A procuradora regional eleitoral do Rio, Silvana Batini, diz que o projeto tem modificações "absurdas", que tornam inviável parte do trabalho do MP. Um dos golpes mais pesados, segundo ela, é a fixação do prazo de 15 dias, a partir da diplomação dos eleitos, para a abertura de procedimento de cassação de mandato por irregularidades na arrecadação e emprego de verbas de campanha.

Para procuradora, retrocesso é absurdo

Antes, de acordo com a procuradora, o artigo 30-A, que trata do assunto, não estabelecia prazo para o início da ação, que era regulada por meio de jurisprudências do Tribunal Superior Eleitoral. Agora, se o texto for aprovado, a denúncia tem de ser feita em apenas 15 dias.

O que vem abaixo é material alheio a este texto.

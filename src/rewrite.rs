//! Bulk identity rewrite through `git filter-repo`.

use std::path::{Path, PathBuf};

use console::style;
use tracing::{debug, warn};

use crate::banner::print_banner;
use crate::callback;
use crate::discover::label;
use crate::error::{Error, InRepo};
use crate::git;
use crate::identity::{RewriteRule, read_history};
use crate::prompt::{self, ConfirmPrompter, StringPrompter};

const ORIGIN: &str = "origin";

/// Switches for a rewrite run.
#[derive(Debug, Clone, Copy, Default)]
pub struct RewriteOptions {
    /// Only count matching commits.
    pub dry_run: bool,
    /// Skip the confirmation prompt.
    pub assume_yes: bool,
}

/// What happened to one repository.
#[derive(Debug, Clone, PartialEq, Eq)]
pub enum RepoOutcome {
    /// No commit matched; the repository was left alone.
    Untouched,
    /// Dry run: `matched` commits would be rewritten.
    Planned { matched: usize },
    /// History was rewritten.
    Rewritten {
        matched: usize,
        total: usize,
        remaining: usize,
    },
}

/// Totals printed at the end of a run.
#[derive(Debug, Default, Clone, PartialEq, Eq)]
pub struct Summary {
    pub rewritten_repos: usize,
    pub untouched_repos: usize,
    pub commits: usize,
    pub leftovers: usize,
}

impl Summary {
    pub fn record(&mut self, outcome: &RepoOutcome) {
        match outcome {
            RepoOutcome::Untouched => self.untouched_repos += 1,
            RepoOutcome::Planned { matched } => {
                self.rewritten_repos += 1;
                self.commits += matched;
            }
            RepoOutcome::Rewritten {
                matched, remaining, ..
            } => {
                self.rewritten_repos += 1;
                self.commits += matched;
                self.leftovers += remaining;
            }
        }
    }
}

/// Fills in a missing new name or email from prompts.
///
/// Values given on the command line are used as-is. Missing ones are asked
/// for, defaulting to `git config user.name` / `user.email`.
pub fn resolve_identity<P: StringPrompter>(
    name: Option<String>,
    email: Option<String>,
    prompter: &mut P,
) -> Result<(String, String), Error> {
    let name = match name {
        Some(n) => n,
        None => {
            let default = git::config_get("user.name").unwrap_or_default();
            prompt::ask(prompter, "name", &default).map_err(Error::Prompt)?
        }
    };
    let email = match email {
        Some(e) => e,
        None => {
            let default = git::config_get("user.email").unwrap_or_default();
            prompt::ask(prompter, "email", &default).map_err(Error::Prompt)?
        }
    };
    Ok((name, email))
}

/// Rewrites one repository (or counts, in a dry run).
fn rewrite_repo(
    rule: &RewriteRule,
    callback: &str,
    repo: &Path,
    dry_run: bool,
) -> Result<RepoOutcome, Error> {
    let before = read_history(repo)?;
    let matched = rule.count_touched(&before);
    debug!(repo = %repo.display(), matched, total = before.len(), "counted matches");

    if matched == 0 {
        return Ok(RepoOutcome::Untouched);
    }
    if dry_run {
        return Ok(RepoOutcome::Planned { matched });
    }

    // filter-repo removes `origin`; remember it to put it back.
    let origin = git::remote_url(repo, ORIGIN).in_repo(repo)?;

    git::filter_repo(repo, callback).in_repo(repo)?;

    if let Some(url) = origin {
        if git::remote_url(repo, ORIGIN).in_repo(repo)?.is_none() {
            git::remote_add(repo, ORIGIN, &url).in_repo(repo)?;
            debug!(repo = %repo.display(), url = %url, "restored origin");
        }
    }

    let total = git::commit_count(repo).in_repo(repo)?;
    let remaining = rule.count_touched(&read_history(repo)?);
    Ok(RepoOutcome::Rewritten {
        matched,
        total,
        remaining,
    })
}

fn print_outcome(name: &str, outcome: &RepoOutcome) {
    match outcome {
        RepoOutcome::Untouched => {
            println!("{} {}", style(name).bold(), style("no matching commits").dim());
        }
        RepoOutcome::Planned { matched } => {
            println!(
                "{} {}",
                style(name).bold(),
                style(format!("would rewrite {} commits", matched)).cyan()
            );
        }
        RepoOutcome::Rewritten {
            matched,
            total,
            remaining,
        } => {
            println!(
                "{} {}",
                style(name).bold(),
                style(format!("rewrote {} of {} commits", matched, total)).green()
            );
            if *remaining > 0 {
                warn!(repo = name, remaining, "commits still match after rewrite");
                println!(
                    "  {}",
                    style(format!("{} commits still match the old identity", remaining))
                        .yellow()
                        .bold()
                );
            }
        }
    }
}

/// Runs the rewrite over `repos`.
///
/// Shows the plan banner, asks for confirmation unless
/// [`RewriteOptions::assume_yes`] or a dry run, requires `git-filter-repo`
/// for a real run, then processes the repositories in order. The first
/// failing repository aborts the run.
///
/// # Exit Codes
///
/// * `0` – Completed, declined at the prompt, or dry run.
pub fn run<C: ConfirmPrompter>(
    rule: &RewriteRule,
    root: &Path,
    repos: &[PathBuf],
    opts: RewriteOptions,
    confirm: &mut C,
) -> Result<i32, Error> {
    print_banner(rule, repos.len(), opts.dry_run);

    if !opts.dry_run && !opts.assume_yes {
        let go = prompt::confirm_rewrite(confirm, repos.len()).map_err(Error::Prompt)?;
        if !go {
            println!(
                "{}",
                style("Canceled by user. No changes made.").yellow().bold()
            );
            return Ok(0);
        }
    }
    if !opts.dry_run {
        git::require_tool("git-filter-repo")?;
    }

    let body = callback::render(rule);
    let mut summary = Summary::default();
    for repo in repos {
        let name = label(root, repo);
        let outcome = rewrite_repo(rule, &body, repo, opts.dry_run)?;
        print_outcome(&name, &outcome);
        summary.record(&outcome);
    }

    println!();
    let verb = if opts.dry_run { "would rewrite" } else { "rewrote" };
    println!(
        "{}",
        style(format!(
            "✅ {} {} commits in {} repositories ({} untouched).",
            verb, summary.commits, summary.rewritten_repos, summary.untouched_repos
        ))
        .green()
        .bold()
    );
    if summary.leftovers > 0 {
        println!(
            "{}",
            style(format!(
                "{} commits still carry an old identity; check the output above.",
                summary.leftovers
            ))
            .yellow()
            .bold()
        );
    }

    Ok(0)
}

#[cfg(test)]
mod tests {
    use super::*;

    struct FixedPrompter {
        answers: Vec<String>,
        asked: Vec<String>,
    }

    impl StringPrompter for FixedPrompter {
        fn prompt(&mut self, prompt: &str, _default: &str) -> Result<String, String> {
            self.asked.push(prompt.to_string());
            if self.answers.is_empty() {
                Err(String::from("no more answers"))
            } else {
                Ok(self.answers.remove(0))
            }
        }
    }

    #[derive(Default)]
    struct Declines {
        asked: Vec<String>,
    }

    impl ConfirmPrompter for Declines {
        fn confirm(&mut self, prompt: &str, _default: bool) -> Result<bool, String> {
            self.asked.push(prompt.to_string());
            Ok(false)
        }
    }

    #[test]
    fn resolve_identity_keeps_flags_without_prompting() {
        let mut p = FixedPrompter {
            answers: vec![],
            asked: vec![],
        };
        let got = resolve_identity(
            Some(String::from("Jane")),
            Some(String::from("jane@example.com")),
            &mut p,
        )
        .expect("resolve");
        assert_eq!(got, (String::from("Jane"), String::from("jane@example.com")));
        assert!(p.asked.is_empty());
    }

    #[test]
    fn resolve_identity_prompts_for_missing_values() {
        let mut p = FixedPrompter {
            answers: vec![String::from(" jane@example.com ")],
            asked: vec![],
        };
        let got = resolve_identity(Some(String::from("Jane")), None, &mut p).expect("resolve");
        assert_eq!(got.1, "jane@example.com");
        assert_eq!(p.asked, vec![String::from("New author email")]);
    }

    #[test]
    fn resolve_identity_surfaces_prompt_failures() {
        let mut p = FixedPrompter {
            answers: vec![],
            asked: vec![],
        };
        match resolve_identity(None, None, &mut p) {
            Err(Error::Prompt(msg)) => assert_eq!(msg, "no more answers"),
            other => panic!("expected prompt error, got {other:?}"),
        }
    }

    #[test]
    fn summary_tracks_outcomes() {
        let mut s = Summary::default();
        s.record(&RepoOutcome::Untouched);
        s.record(&RepoOutcome::Planned { matched: 3 });
        s.record(&RepoOutcome::Rewritten {
            matched: 5,
            total: 40,
            remaining: 1,
        });
        assert_eq!(
            s,
            Summary {
                rewritten_repos: 2,
                untouched_repos: 1,
                commits: 8,
                leftovers: 1,
            }
        );
    }

    #[test]
    fn declining_makes_no_changes() {
        let dir = tempfile::tempdir().expect("tempdir");
        let rule = RewriteRule::new("New", "new@x", &[String::from("old@x")], None, &[])
            .expect("rule");
        let repos = vec![dir.path().join("never-touched")];
        let mut confirm = Declines::default();
        let code =
            run(&rule, dir.path(), &repos, RewriteOptions::default(), &mut confirm).expect("run");
        assert_eq!(code, 0);
        assert_eq!(
            confirm.asked,
            vec![String::from("Rewrite history of 1 repository?")]
        );
        assert!(!repos[0].exists());
    }

    #[test]
    fn assume_yes_skips_the_prompt() {
        let dir = tempfile::tempdir().expect("tempdir");
        let rule = RewriteRule::new("New", "new@x", &[String::from("old@x")], None, &[])
            .expect("rule");
        let repos = vec![dir.path().join("not-a-repo")];
        let opts = RewriteOptions {
            dry_run: false,
            assume_yes: true,
        };
        let mut confirm = Declines::default();
        // Fails on the missing tool or the missing repository, never at the prompt.
        assert!(run(&rule, dir.path(), &repos, opts, &mut confirm).is_err());
        assert!(confirm.asked.is_empty());
    }
}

- É um retrocesso absurdo, a mesma coisa que matar o artigo 30-A, conquista da minirreforma de 2006, que veio na esteira no mensalão. Não dá para investigar em 15 dias. A ex-vereadora Carminha Jerominho, do Rio, perdeu o mandato por causa de ação como essa. Como se não bastasse, a reforma permite que o TSE receba recursos dos candidatos sobre esse tema. Antes, os casos ficavam apenas nos TREs. O dispositivo inviabiliza a sanção por irregularidade do financiamento de campanha, origem de boa parte da corrupção no Brasil - protesta Silvana.

A procuradora também sinaliza a ausência de medidas consideradas por ela prioritárias, como uma nova regulamentação para os suplentes e a punição para o abuso do poder econômico e político, que, pela lei atual, tem como pena três anos de ilegibilidade:

- O político comete a irregularidade na campanha, e entramos com a ação, que passa por três instâncias. Quando acaba, se é que acaba, esses anos já se consumiram. O abuso do poder ficou muito mais recorrente depois da reeleição. A reforma decepciona e frustra. Vai virar um jogo de faz de conta.

Outra inquietação do judiciário é a manutenção da regra que permite a eleição de políticos processados ou que tenham contas de campanha rejeitadas. A regra permanece a mesma, e os candidatos podem concorrer sub judice. Com a reforma, estará explícita ainda a permissão para que partidos arrecadem durante o período eleitoral, fazendo o uso das chamadas doações ocultas, só publicadas no ano seguinte da votação.

O presidente do TRE-RJ considera que a Justiça teve a margem de atuação reduzida. A prestação de contas, que não precisaria mais ser aprovada, é um exemplo. Os registros seriam feitos independentemente da análise dos números. Ou seja, o candidato pode até entregar um CD em branco à Justiça, pois o caso só será julgado a longo prazo.

- O texto cria, oficialmente, o mecanismo da doação oculta. Não é uma reforma política, mas sim uma reforma partidária para políticos que me parece amoral - afirma Motta Moraes.

O presidente do TRE do Mato Grosso do Sul, Luiz Carlos Santini diz ter dificuldades para cobrar multas de partidos no estado, que criam diretórios provisórios, sem CNPJ e endereço:

- É um texto paliativo e favorável a situações pontuais que ocorreram no passado.